王兴锋
摘要:西河郡美稷县是汉代北疆地区的战略要地,也是东汉使匈奴中郎将治所。一般认为纳林村古城为汉代美稷故城,作者则提出内蒙古准格尔旗暖水乡榆树壕古城实为美稷县故城。
关键词:美稷;汉代;使匈奴中郎将
西河郡美稷县是汉代北疆地区的战略要地。西汉武帝时,汉朝在此设立西河属国;东汉建武年间,美稷为使匈奴中郎将驻地。关于美稷县城的地理位置,史学界虽有论及,但存在诸多疑点,因而仍有继续探索的必要。笔者不揣浅陋,略陈浅见,就教于学界。
一、西河属国与使匈奴中郎将
建制沿革
西汉元狩二年(前121)河西之战后,匈奴浑邪王和休屠王的部众4万余人归降汉朝。《史记·匈奴列传》载,汉朝采取“分徙降者,边五郡故塞外,而皆在河南,因其故俗,为属国”的措施,先后在今鄂尔多斯高原及其邻区建置5个匈奴属国,以安置匈奴人。其中之一为西河郡属国(简称西河属国),治美稷。东汉时,美稷又成为使匈奴中郎将和南匈奴单于庭的驻地。直至东汉灵帝末年,美稷县城被废弃。
(一)西汉时期西河属国建制兴废
西河属国初设于匈奴浑邪王和休屠王的部众归降汉朝之后。《汉书·地理志》载:“西河郡,武帝元朔四年置。……美稷县,属国都尉治。”汉武帝元朔二年(前127),车骑将军卫青挥师“出云中以西,至高阙,遂略河南地,至于陇西”,取得“河南之战”的重大胜利。汉朝遂于秦代九原郡故地置朔方、五原二郡。鉴于上郡辖区范围过大,汉武帝元朔四年(前125)分上郡东部、北部和太原郡西部置西河郡,属朔方刺史部(东汉改属并州刺史部)。据《汉书·地理志》载,西河郡领36县,美稷县为其中之一。元狩二年(前121)后,为安置归降的匈奴人,汉朝决定在西河郡设立属国,设置属国都尉进行管理。《汉书·百官公卿表》载:“武帝元狩三年,昆邪王降,复增属国,置都尉、丞、候、千人。”西河属国都尉驻地,即美稷县城。
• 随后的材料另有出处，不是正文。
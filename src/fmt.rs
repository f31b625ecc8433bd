//! Logging macros forwarding to `defmt` or `log`, whichever feature is enabled.
//! Only `{}` and `{:?}` placeholders are used so both backends accept the format strings.

#![allow(unused_macros)]

macro_rules! trace {
    ($($arg:tt)*) => {{
        #[cfg(feature = "defmt")]
        defmt::trace!($($arg)*);
        #[cfg(all(feature = "log", not(feature = "defmt")))]
        log::trace!($($arg)*);
        #[cfg(not(any(feature = "log", feature = "defmt")))]
        let _ = format_args!($($arg)*);
    }};
}

macro_rules! debug {
    ($($arg:tt)*) => {{
        #[cfg(feature = "defmt")]
        defmt::debug!($($arg)*);
        #[cfg(all(feature = "log", not(feature = "defmt")))]
        log::debug!($($arg)*);
        #[cfg(not(any(feature = "log", feature = "defmt")))]
        let _ = format_args!($($arg)*);
    }};
}

macro_rules! warn {
    ($($arg:tt)*) => {{
        #[cfg(feature = "defmt")]
        defmt::warn!($($arg)*);
        #[cfg(all(feature = "log", not(feature = "defmt")))]
        log::warn!($($arg)*);
        #[cfg(not(any(feature = "log", feature = "defmt")))]
        let _ = format_args!($($arg)*);
    }};
}
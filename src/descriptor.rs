//! Descriptor type tags and fixed sizes
//!
//! cf §9.5 and table 9-5 of USB 2.0

#[derive(Clone, Copy, Debug, PartialEq, Eq, strum_macros::FromRepr)]
#[cfg_attr(feature = "defmt", derive(defmt::Format))]
#[repr(u8)]
pub enum DescriptorType {
    Device = 1,
    Configuration = 2,
    String = 3,
    Interface = 4,
    Endpoint = 5,
    DeviceQualifier = 6,
    OtherSpeed = 7,
    InterfacePower = 8,
}

impl DescriptorType {
    pub fn name(self) -> &'static str {
        match self {
            Self::Device => "device",
            Self::Configuration => "configuration",
            Self::String => "string",
            Self::Interface => "interface",
            Self::Endpoint => "endpoint",
            Self::DeviceQualifier => "device qualifier",
            Self::OtherSpeed => "other speed configuration",
            Self::InterfacePower => "interface power",
        }
    }

    /// Fixed `bLength` of the descriptors this crate decodes.
    pub fn fixed_len(self) -> Option<u8> {
        match self {
            Self::Device => Some(DEVICE_DESCRIPTOR_LEN),
            Self::Configuration => Some(CONFIGURATION_DESCRIPTOR_LEN),
            Self::Interface => Some(INTERFACE_DESCRIPTOR_LEN),
            Self::Endpoint => Some(ENDPOINT_DESCRIPTOR_LEN),
            _ => None,
        }
    }
}

pub const DEVICE_DESCRIPTOR_LEN: u8 = 18;
pub const CONFIGURATION_DESCRIPTOR_LEN: u8 = 9;
pub const INTERFACE_DESCRIPTOR_LEN: u8 = 9;
pub const ENDPOINT_DESCRIPTOR_LEN: u8 = 7;

/// `bmAttributes` bits of a configuration descriptor
pub const ATTR_BUS_POWERED: u8 = 0x80;
pub const ATTR_SELF_POWERED: u8 = 0x40;
pub const ATTR_REMOTE_WAKEUP: u8 = 0x20;

#[cfg(test)]
mod test {
    use super::*;

    #[test]
    fn type_tags() {
        assert_eq!(Some(DescriptorType::Device), DescriptorType::from_repr(0x01));
        assert_eq!(Some(DescriptorType::Configuration), DescriptorType::from_repr(0x02));
        assert_eq!(Some(DescriptorType::Interface), DescriptorType::from_repr(0x04));
        assert_eq!(Some(DescriptorType::Endpoint), DescriptorType::from_repr(0x05));
        assert_eq!(None, DescriptorType::from_repr(0x21));
    }

    #[test]
    fn fixed_lengths() {
        assert_eq!(Some(18), DescriptorType::Device.fixed_len());
        assert_eq!(Some(9), DescriptorType::Configuration.fixed_len());
        assert_eq!(Some(9), DescriptorType::Interface.fixed_len());
        assert_eq!(Some(7), DescriptorType::Endpoint.fixed_len());
        assert_eq!(None, DescriptorType::String.fixed_len());
    }
}
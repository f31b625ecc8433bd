use core::fmt::Debug;

use crate::SetupPacket;

/// Control pipe of an opened device, provided by the host USB stack.
///
/// The decoders only ever issue device-to-host requests;
/// enumeration, handle lifetime and timeouts stay with the implementor.
pub trait ControlTransfer {
    type Error: Debug;

    /// Issue `setup` on the default control pipe, reading the data stage into `buf`.
    ///
    /// `buf` is exactly `setup.w_length` bytes long.
    /// On success, the amount of data transferred into `buf` is returned.
    fn control_transfer(&mut self, setup: SetupPacket, buf: &mut [u8], timeout_ms: u32) -> Result<usize, Self::Error>;
}

impl<F, E> ControlTransfer for F
where
    F: FnMut(SetupPacket, &mut [u8], u32) -> Result<usize, E>,
    E: Debug,
{
    type Error = E;

    fn control_transfer(&mut self, setup: SetupPacket, buf: &mut [u8], timeout_ms: u32) -> Result<usize, E> {
        self(setup, buf, timeout_ms)
    }
}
《汉书·冯奉世传》载:“初,昭帝末,西河属国胡伊酋若王亦将众数千人畔,奉世辄持节将兵追击。右将军典属国常惠薨,奉世代为右将军典属国,加诸吏之号。”由此可知西河属国的设置当在武帝元狩四年(前119),主要安置匈奴浑邪王与休屠王等部落,后又安置伊酋若王等部落。昭帝末年,由于西河属国胡伊酋若王的反叛,西河属国名存实亡,故五凤三年(前55)汉朝第二次设置了西河属国。《汉书·宣帝纪》载五凤三年:“单于阏氏子孙、昆弟及呼遬累单于、名王、右伊秩訾、且渠、当户以下将众五万余人来降归义。单于称臣,使弟奉珍朝驾正月,北边晏然,靡有兵革之事。”接着又载:“置西河、北地属国以处匈奴降者。”可见,重置西河属国依然是为安置匈奴人。
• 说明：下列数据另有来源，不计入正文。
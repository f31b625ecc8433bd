use core::fmt::{self, Display, Formatter};

use heapless::Vec;

use crate::reader::Reader;
use crate::{
    name_for_class, DescriptorError, DescriptorType, EndpointInfo, ATTR_BUS_POWERED, ATTR_REMOTE_WAKEUP,
    ATTR_SELF_POWERED, CONFIGURATION_DESCRIPTOR_LEN, ENDPOINT_DESCRIPTOR_LEN, INTERFACE_DESCRIPTOR_LEN,
    MAX_ENDPOINTS, MAX_INTERFACES,
};

/// A configuration descriptor with the interfaces and endpoints that follow it.
///
/// cf §9.6.3 of USB 2.0
#[derive(Clone, Debug, PartialEq, Eq)]
#[cfg_attr(feature = "defmt", derive(defmt::Format))]
pub struct ConfigurationDescriptor {
    /// `bNumInterfaces` as declared by the device
    pub interface_count: u8,
    pub bus_powered: bool,
    pub self_powered: bool,
    pub remote_wakeup: bool,
    /// Max bus power draw in mA
    pub max_power: u16,
    /// Interface records in stream order, alternate settings included
    pub interfaces: Vec<InterfaceInfo, MAX_INTERFACES>,
}

#[derive(Clone, Debug, PartialEq, Eq)]
#[cfg_attr(feature = "defmt", derive(defmt::Format))]
pub struct InterfaceInfo {
    pub id: u8,
    /// `bNumEndpoints` as declared, may differ from `endpoints.len()`
    pub endpoint_count: u8,
    pub interface_class: u8,
    pub interface_subclass: u8,
    pub interface_protocol: u8,
    pub endpoints: Vec<EndpointInfo, MAX_ENDPOINTS>,
}

/// Check the 9 byte header of a configuration descriptor
/// and return the `wTotalLength` of the whole descriptor set.
pub fn header_length(buf: &[u8]) -> Result<u16, DescriptorError> {
    let r = Reader::new(buf);
    r.expect_header(DescriptorType::Configuration)?;
    r.u16_at(2)
}

/// Decode a complete configuration descriptor set, `wTotalLength` bytes long.
pub fn decode_configuration(buf: &[u8]) -> Result<ConfigurationDescriptor, DescriptorError> {
    let total_len = usize::from(header_length(buf)?);
    let r = Reader::new(buf);

    let attributes = r.u8_at(7)?;
    let mut config = ConfigurationDescriptor {
        interface_count: r.u8_at(4)?,
        bus_powered: attributes & ATTR_BUS_POWERED != 0,
        self_powered: attributes & ATTR_SELF_POWERED != 0,
        remote_wakeup: attributes & ATTR_REMOTE_WAKEUP != 0,
        // bMaxPower is in 2mA units
        max_power: u16::from(r.u8_at(8)?) * 2,
        interfaces: Vec::new(),
    };

    // index into config.interfaces of the interface owning the next endpoints
    let mut current: Option<usize> = None;
    let mut pos = usize::from(CONFIGURATION_DESCRIPTOR_LEN);

    while pos < total_len {
        if pos >= r.len() {
            return Err(DescriptorError::TruncatedDescriptor { at: pos });
        }
        let desc_len = usize::from(r.u8_at(pos)?);
        let desc_type = r.u8_at(pos + 1).map_err(|_| DescriptorError::TruncatedDescriptor { at: pos })?;
        trace!("USB descriptor type {} len {} at {}", desc_type, desc_len, pos);

        if desc_len == 0 {
            return Err(DescriptorError::MalformedRecord { at: pos });
        }

        match DescriptorType::from_repr(desc_type) {
            Some(DescriptorType::Interface) => {
                if desc_len < usize::from(INTERFACE_DESCRIPTOR_LEN) {
                    return Err(DescriptorError::InvalidInterfaceLength { at: pos });
                }
                r.record(pos, desc_len)?;
                let iface = InterfaceInfo::read(&r, pos)?;
                config.interfaces.push(iface).map_err(|_| DescriptorError::TooManyInterfaces)?;
                current = Some(config.interfaces.len() - 1);
            }
            Some(DescriptorType::Endpoint) => {
                if desc_len < usize::from(ENDPOINT_DESCRIPTOR_LEN) {
                    return Err(DescriptorError::InvalidEndpointLength { at: pos });
                }
                r.record(pos, desc_len)?;
                let iface = current
                    .and_then(|i| config.interfaces.get_mut(i))
                    .ok_or(DescriptorError::MalformedRecord { at: pos })?;
                let ep = EndpointInfo::read(&r, pos)?;
                let interface = iface.id;
                iface.endpoints.push(ep).map_err(|_| DescriptorError::TooManyEndpoints { interface })?;
            }
            // class specific and other descriptors are not decoded
            _ => {}
        }

        pos += desc_len;
    }

    debug!(
        "USB Configuration Descriptor with {} interface records",
        config.interfaces.len()
    );
    Ok(config)
}

impl InterfaceInfo {
    fn read(r: &Reader, at: usize) -> Result<Self, DescriptorError> {
        Ok(InterfaceInfo {
            id: r.u8_at(at + 2)?,
            endpoint_count: r.u8_at(at + 4)?,
            interface_class: r.u8_at(at + 5)?,
            interface_subclass: r.u8_at(at + 6)?,
            interface_protocol: r.u8_at(at + 7)?,
            endpoints: Vec::new(),
        })
    }
}

impl Display for ConfigurationDescriptor {
    fn fmt(&self, f: &mut Formatter<'_>) -> fmt::Result {
        writeln!(f, "Configuration Descriptor:")?;
        writeln!(f, "{} Interfaces", self.interface_count)?;
        write!(f, "Attributes:")?;
        if self.bus_powered {
            write!(f, " BusPowered")?;
        }
        if self.self_powered {
            write!(f, " SelfPowered")?;
        }
        if self.remote_wakeup {
            write!(f, " RemoteWakeup")?;
        }
        writeln!(f)?;
        writeln!(f, "Max Power: {}mA", self.max_power)?;
        for iface in &self.interfaces {
            write!(f, "{}", iface)?;
            for ep in &iface.endpoints {
                write!(f, "{}", ep)?;
            }
        }
        Ok(())
    }
}

/// One line summary; endpoints are printed by the owning configuration.
impl Display for InterfaceInfo {
    fn fmt(&self, f: &mut Formatter<'_>) -> fmt::Result {
        writeln!(
            f,
            "-- Interface {} Class: {} -> Subclass: 0x{:02x} -> Protocol: 0x{:02x}, {} Endpoints",
            self.id,
            name_for_class(self.interface_class),
            self.interface_subclass,
            self.interface_protocol,
            self.endpoint_count
        )
    }
}
//! Coarse device summaries built from metadata the host stack already enumerated,
//! without any descriptor transfer.

use core::fmt::{self, Display, Formatter};

use crate::{name_for_class, InterfaceInfo};

/// A device as listed by the host USB stack.
pub trait EnumeratedDevice {
    type Interface: EnumeratedInterface;

    /// Host specific device name, e.g. a bus path
    fn name(&self) -> &str;
    fn class(&self) -> u8;
    fn subclass(&self) -> u8;
    fn protocol(&self) -> u8;
    fn interface_count(&self) -> usize;
    fn interface(&self, index: usize) -> Option<Self::Interface>;
}

pub trait EnumeratedInterface {
    fn id(&self) -> u8;
    fn class(&self) -> u8;
    fn subclass(&self) -> u8;
    fn protocol(&self) -> u8;
    fn endpoint_count(&self) -> u8;
}

impl EnumeratedInterface for &InterfaceInfo {
    fn id(&self) -> u8 {
        self.id
    }

    fn class(&self) -> u8 {
        self.interface_class
    }

    fn subclass(&self) -> u8 {
        self.interface_subclass
    }

    fn protocol(&self) -> u8 {
        self.interface_protocol
    }

    fn endpoint_count(&self) -> u8 {
        self.endpoint_count
    }
}

/// Renders name, class triple and interfaces of one enumerated device.
pub struct DeviceSummary<'a, D: ?Sized>(pub &'a D);

impl<D: EnumeratedDevice + ?Sized> Display for DeviceSummary<'_, D> {
    fn fmt(&self, f: &mut Formatter<'_>) -> fmt::Result {
        let dev = self.0;
        writeln!(f, "Device Name: {}", dev.name())?;
        writeln!(
            f,
            "Device Class: {} -> Subclass: 0x{:02x} -> Protocol: 0x{:02x}",
            name_for_class(dev.class()),
            dev.subclass(),
            dev.protocol()
        )?;
        for iface in (0..dev.interface_count()).filter_map(|i| dev.interface(i)) {
            writeln!(
                f,
                "-- Interface {} Class: {} -> Subclass: 0x{:02x} -> Protocol: 0x{:02x}",
                iface.id(),
                name_for_class(iface.class()),
                iface.subclass(),
                iface.protocol()
            )?;
            writeln!(f, "   -- Endpoint Count: {}", iface.endpoint_count())?;
        }
        Ok(())
    }
}

/// Renders every currently connected device.
pub struct DeviceList<'a, D>(pub &'a [D]);

impl<D: EnumeratedDevice> Display for DeviceList<'_, D> {
    fn fmt(&self, f: &mut Formatter<'_>) -> fmt::Result {
        if self.0.is_empty() {
            return write!(f, "No Devices Currently Connected");
        }
        write!(f, "Connected Device Count: {}\n\n", self.0.len())?;
        for dev in self.0 {
            write!(f, "{}\n\n", DeviceSummary(dev))?;
        }
        Ok(())
    }
}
此后,西河属国的建制一直延续至西汉末年。《汉书·叙传》载:“哀帝即位,出(班)穉为西河属国都尉,迁广平相。”汉哀帝即位于建平元年,即公元前6年。班穉是班固的祖父,是年出任西河属国都尉。《汉书·何武传》载:“先是,新都侯王莽就国,数年,上以太皇太后故征莽还京师。莽从弟成都侯王邑为侍中,矫称太皇太后指白哀帝,为莽求特进给事中。哀帝复请之,事发觉。太后为谢,上以太后故不忍诛之,左迁邑为西河属国都尉,削千户。”可见,至少在新莽之前,西河属国建制仍然存在。王莽当政后,实行严厉的对匈奴政策,破坏了汉匈间的和睦关系。史载:“及莽扰乱匈奴,与之构难,边民死亡系获,又十二部兵久屯而不出,吏士罢弊,数年之间,北边虚空,野有暴骨矣。”[1]匈奴不断入塞侵扰,致使北疆局势动荡,西河属国建制当在此时被废弃。
(二)东汉时期使匈奴中郎将建制沿革
东汉光武帝建武二十四年(48)春,“八部大人共议立比为呼韩邪单于,以其大父尝依汉得安,故欲袭其号。于是款五原塞,愿永为蕃蔽,扞御北虏。帝用五官中郎将耿国议,乃许之。其冬,比自立为呼韩邪单于。”翌年,“南单于复遣使诣阙,奉襎称臣,献国珍宝,求使者监护,遣侍子,修旧约”。[2]匈奴正式分裂为南、北两部,其中南匈奴单于率部归汉。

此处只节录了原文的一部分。